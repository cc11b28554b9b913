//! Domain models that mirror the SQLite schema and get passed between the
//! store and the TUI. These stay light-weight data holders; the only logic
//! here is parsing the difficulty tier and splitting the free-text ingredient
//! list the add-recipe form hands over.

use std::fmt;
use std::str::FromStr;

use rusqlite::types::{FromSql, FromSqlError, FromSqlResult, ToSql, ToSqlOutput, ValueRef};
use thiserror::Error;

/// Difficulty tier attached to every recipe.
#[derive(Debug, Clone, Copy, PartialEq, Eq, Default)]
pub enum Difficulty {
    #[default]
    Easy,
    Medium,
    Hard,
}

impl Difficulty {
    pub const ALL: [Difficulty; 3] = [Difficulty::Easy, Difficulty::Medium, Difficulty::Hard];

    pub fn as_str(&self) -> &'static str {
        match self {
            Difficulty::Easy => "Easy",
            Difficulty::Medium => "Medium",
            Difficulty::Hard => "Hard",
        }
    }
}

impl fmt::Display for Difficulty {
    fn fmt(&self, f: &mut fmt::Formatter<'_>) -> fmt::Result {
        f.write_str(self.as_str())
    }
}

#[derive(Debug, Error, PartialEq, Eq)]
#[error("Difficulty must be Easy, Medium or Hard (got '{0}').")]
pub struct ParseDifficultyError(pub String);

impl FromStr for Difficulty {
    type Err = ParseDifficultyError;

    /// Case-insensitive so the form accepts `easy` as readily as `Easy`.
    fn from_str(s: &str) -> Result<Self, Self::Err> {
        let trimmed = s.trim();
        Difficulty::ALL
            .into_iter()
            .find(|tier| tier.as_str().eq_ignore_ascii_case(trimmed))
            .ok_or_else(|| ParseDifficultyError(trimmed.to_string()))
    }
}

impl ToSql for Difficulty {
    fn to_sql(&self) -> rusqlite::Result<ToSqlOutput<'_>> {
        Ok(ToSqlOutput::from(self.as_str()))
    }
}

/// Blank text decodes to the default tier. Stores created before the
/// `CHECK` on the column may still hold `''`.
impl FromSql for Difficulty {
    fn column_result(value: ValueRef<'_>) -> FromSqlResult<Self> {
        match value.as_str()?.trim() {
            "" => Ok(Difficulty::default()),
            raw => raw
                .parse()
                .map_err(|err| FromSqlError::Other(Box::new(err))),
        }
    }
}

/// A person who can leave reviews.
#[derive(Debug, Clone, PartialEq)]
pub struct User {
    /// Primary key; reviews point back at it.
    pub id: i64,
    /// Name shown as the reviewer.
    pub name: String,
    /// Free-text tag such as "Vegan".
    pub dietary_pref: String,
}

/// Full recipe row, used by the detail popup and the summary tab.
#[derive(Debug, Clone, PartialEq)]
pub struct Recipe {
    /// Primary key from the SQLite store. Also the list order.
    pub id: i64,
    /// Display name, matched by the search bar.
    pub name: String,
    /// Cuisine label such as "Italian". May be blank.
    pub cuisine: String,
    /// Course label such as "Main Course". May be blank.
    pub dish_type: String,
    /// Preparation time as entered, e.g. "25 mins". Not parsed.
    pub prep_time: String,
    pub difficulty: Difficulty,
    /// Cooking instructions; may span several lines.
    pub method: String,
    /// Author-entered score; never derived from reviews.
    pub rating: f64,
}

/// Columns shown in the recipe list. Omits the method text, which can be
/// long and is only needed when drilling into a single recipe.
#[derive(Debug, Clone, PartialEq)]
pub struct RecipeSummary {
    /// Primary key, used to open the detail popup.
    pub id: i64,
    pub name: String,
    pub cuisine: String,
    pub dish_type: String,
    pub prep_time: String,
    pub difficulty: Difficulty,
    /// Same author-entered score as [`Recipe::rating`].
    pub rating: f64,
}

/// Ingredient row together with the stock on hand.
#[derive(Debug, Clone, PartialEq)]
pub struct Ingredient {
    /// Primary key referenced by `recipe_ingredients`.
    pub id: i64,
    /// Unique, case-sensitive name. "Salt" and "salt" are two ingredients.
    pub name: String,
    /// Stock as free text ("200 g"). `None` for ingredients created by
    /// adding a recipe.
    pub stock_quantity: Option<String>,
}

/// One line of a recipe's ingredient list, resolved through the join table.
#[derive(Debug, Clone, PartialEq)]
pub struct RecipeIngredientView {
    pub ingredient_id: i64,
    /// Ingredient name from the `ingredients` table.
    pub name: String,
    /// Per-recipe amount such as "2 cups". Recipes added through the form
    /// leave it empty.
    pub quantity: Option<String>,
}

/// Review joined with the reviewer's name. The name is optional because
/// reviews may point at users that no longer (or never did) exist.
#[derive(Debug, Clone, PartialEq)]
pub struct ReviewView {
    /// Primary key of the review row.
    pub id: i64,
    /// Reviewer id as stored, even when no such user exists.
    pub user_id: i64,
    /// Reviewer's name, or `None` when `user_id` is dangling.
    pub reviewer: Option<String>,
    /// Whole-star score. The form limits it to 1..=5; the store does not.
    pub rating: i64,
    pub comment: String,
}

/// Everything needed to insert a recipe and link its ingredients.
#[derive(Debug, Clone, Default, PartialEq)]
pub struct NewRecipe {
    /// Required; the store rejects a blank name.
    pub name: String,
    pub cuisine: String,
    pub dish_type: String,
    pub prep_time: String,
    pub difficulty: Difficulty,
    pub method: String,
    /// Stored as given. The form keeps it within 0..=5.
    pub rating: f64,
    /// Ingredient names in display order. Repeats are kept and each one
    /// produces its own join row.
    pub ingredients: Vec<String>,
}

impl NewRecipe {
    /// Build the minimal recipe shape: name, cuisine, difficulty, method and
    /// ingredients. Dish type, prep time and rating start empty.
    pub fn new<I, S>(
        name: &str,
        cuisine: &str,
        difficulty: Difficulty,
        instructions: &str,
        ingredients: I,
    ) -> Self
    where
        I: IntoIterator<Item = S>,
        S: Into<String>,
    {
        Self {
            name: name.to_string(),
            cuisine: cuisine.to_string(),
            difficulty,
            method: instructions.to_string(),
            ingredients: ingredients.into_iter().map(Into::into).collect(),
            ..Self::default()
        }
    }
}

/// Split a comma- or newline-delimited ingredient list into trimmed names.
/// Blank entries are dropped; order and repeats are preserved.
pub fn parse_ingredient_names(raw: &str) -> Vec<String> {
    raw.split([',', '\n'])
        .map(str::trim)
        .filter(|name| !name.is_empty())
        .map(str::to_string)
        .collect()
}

*What the exercise asks:* The answer must contain every line of the material, unchanged.

*Task output:*
repository cc11b28554b9b913
//! Domain models that mirror the SQLite schema and get passed between the
//! store and the TUI. These stay light-weight data holders; the only logic
//! here is parsing the difficulty tier and splitting the free-text ingredient
//! list the add-recipe form hands over.

use std::fmt;
use std::str::FromStr;

use rusqlite::types::{FromSql, FromSqlError, FromSqlResult, ToSql, ToSqlOutput, ValueRef};
use thiserror::Error;

/// Difficulty tier attached to every recipe.
#[derive(Debug, Clone, Copy, PartialEq, Eq, Default)]
pub enum Difficulty {
    #[default]
    Easy,
    Medium,
    Hard,
}

impl Difficulty {
    pub const ALL: [Difficulty; 3] = [Difficulty::Easy, Difficulty::Medium, Difficulty::Hard];

    pub fn as_str(&self) -> &'static str {
        match self {
            Difficulty::Easy => "Easy",
            Difficulty::Medium => "Medium",
            Difficulty::Hard => "Hard",
        }
    }
}

impl fmt::Display for Difficulty {
    fn fmt(&self, f: &mut fmt::Formatter<'_>) -> fmt::Result {
        f.write_str(self.as_str())
    }
}

#[derive(Debug, Error, PartialEq, Eq)]
#[error("Difficulty must be Easy, Medium or Hard (got '{0}').")]
pub struct ParseDifficultyError(pub String);

impl FromStr for Difficulty {
    type Err = ParseDifficultyError;

    /// Case-insensitive so the form accepts `easy` as readily as `Easy`.
    fn from_str(s: &str) -> Result<Self, Self::Err> {
        let trimmed = s.trim();
        Difficulty::ALL
            .into_iter()
            .find(|tier| tier.as_str().eq_ignore_ascii_case(trimmed))
            .ok_or_else(|| ParseDifficultyError(trimmed.to_string()))
    }
}

impl ToSql for Difficulty {
    fn to_sql(&self) -> rusqlite::Result<ToSqlOutput<'_>> {
        Ok(ToSqlOutput::from(self.as_str()))
    }
}

/// Blank text decodes to the default tier. Stores created before the
/// `CHECK` on the column may still hold `''`.
impl FromSql for Difficulty {
    fn column_result(value: ValueRef<'_>) -> FromSqlResult<Self> {
        match value.as_str()?.trim() {
            "" => Ok(Difficulty::default()),
            raw => raw
                .parse()
                .map_err(|err| FromSqlError::Other(Box::new(err))),
        }
    }
}

/// A person who can leave reviews.
#[derive(Debug, Clone, PartialEq)]
pub struct User {
    /// Primary key; reviews point back at it.
    pub id: i64,
    /// Name shown as the reviewer.
    pub name: String,
    /// Free-text tag such as "Vegan".
    pub dietary_pref: String,
}

/// Full recipe row, used by the detail popup and the summary tab.
#[derive(Debug, Clone, PartialEq)]
pub struct Recipe {
    /// Primary key from the SQLite store. Also the list order.
    pub id: i64,
    /// Display name, matched by the search bar.
    pub name: String,
    /// Cuisine label such as "Italian". May be blank.
    pub cuisine: String,
    /// Course label such as "Main Course". May be blank.
    pub dish_type: String,
    /// Preparation time as entered, e.g. "25 mins". Not parsed.
    pub prep_time: String,
    pub difficulty: Difficulty,
    /// Cooking instructions; may span several lines.
    pub method: String,
    /// Author-entered score; never derived from reviews.
    pub rating: f64,
}

/// Columns shown in the recipe list. Omits the method text, which can be
/// long and is only needed when drilling into a single recipe.
#[derive(Debug, Clone, PartialEq)]
pub struct RecipeSummary {
    /// Primary key, used to open the detail popup.
    pub id: i64,
    pub name: String,
    pub cuisine: String,
    pub dish_type: String,
    pub prep_time: String,
    pub difficulty: Difficulty,
    /// Same author-entered score as [`Recipe::rating`].
    pub rating: f64,
}

/// Ingredient row together with the stock on hand.
#[derive(Debug, Clone, PartialEq)]
pub struct Ingredient {
    /// Primary key referenced by `recipe_ingredients`.
    pub id: i64,
    /// Unique, case-sensitive name. "Salt" and "salt" are two ingredients.
    pub name: String,
    /// Stock as free text ("200 g"). `None` for ingredients created by
    /// adding a recipe.
    pub stock_quantity: Option<String>,
}

/// One line of a recipe's ingredient list, resolved through the join table.
#[derive(Debug, Clone, PartialEq)]
pub struct RecipeIngredientView {
    pub ingredient_id: i64,
    /// Ingredient name from the `ingredients` table.
    pub name: String,
    /// Per-recipe amount such as "2 cups". Recipes added through the form
    /// leave it empty.
    pub quantity: Option<String>,
}

/// Review joined with the reviewer's name. The name is optional because
/// reviews may point at users that no longer (or never did) exist.
#[derive(Debug, Clone, PartialEq)]
pub struct ReviewView {
    /// Primary key of the review row.
    pub id: i64,
    /// Reviewer id as stored, even when no such user exists.
    pub user_id: i64,
    /// Reviewer's name, or `None` when `user_id` is dangling.
    pub reviewer: Option<String>,
    /// Whole-star score. The form limits it to 1..=5; the store does not.
    pub rating: i64,
    pub comment: String,
}

/// Everything needed to insert a recipe and link its ingredients.
#[derive(Debug, Clone, Default, PartialEq)]
pub struct NewRecipe {
    /// Required; the store rejects a blank name.
    pub name: String,
    pub cuisine: String,
    pub dish_type: String,
    pub prep_time: String,
    pub difficulty: Difficulty,
    pub method: String,
    /// Stored as given. The form keeps it within 0..=5.
    pub rating: f64,
    /// Ingredient names in display order. Repeats are kept and each one
    /// produces its own join row.
    pub ingredients: Vec<String>,
}

impl NewRecipe {
    /// Build the minimal recipe shape: name, cuisine, difficulty, method and
    /// ingredients. Dish type, prep time and rating start empty.
    pub fn new<I, S>(
        name: &str,
        cuisine: &str,
        difficulty: Difficulty,
        instructions: &str,
        ingredients: I,
    ) -> Self
    where
        I: IntoIterator<Item = S>,
        S: Into<String>,
    {
        Self {
            name: name.to_string(),
            cuisine: cuisine.to_string(),
            difficulty,
            method: instructions.to_string(),
            ingredients: ingredients.into_iter().map(Into::into).collect(),
            ..Self::default()
        }
    }
}

/// Split a comma- or newline-delimited ingredient list into trimmed names.
/// Blank entries are dropped; order and repeats are preserved.
pub fn parse_ingredient_names(raw: &str) -> Vec<String> {
    raw.split([',', '\n'])
        .map(str::trim)
        .filter(|name| !name.is_empty())
        .map(str::to_string)
        .collect()
}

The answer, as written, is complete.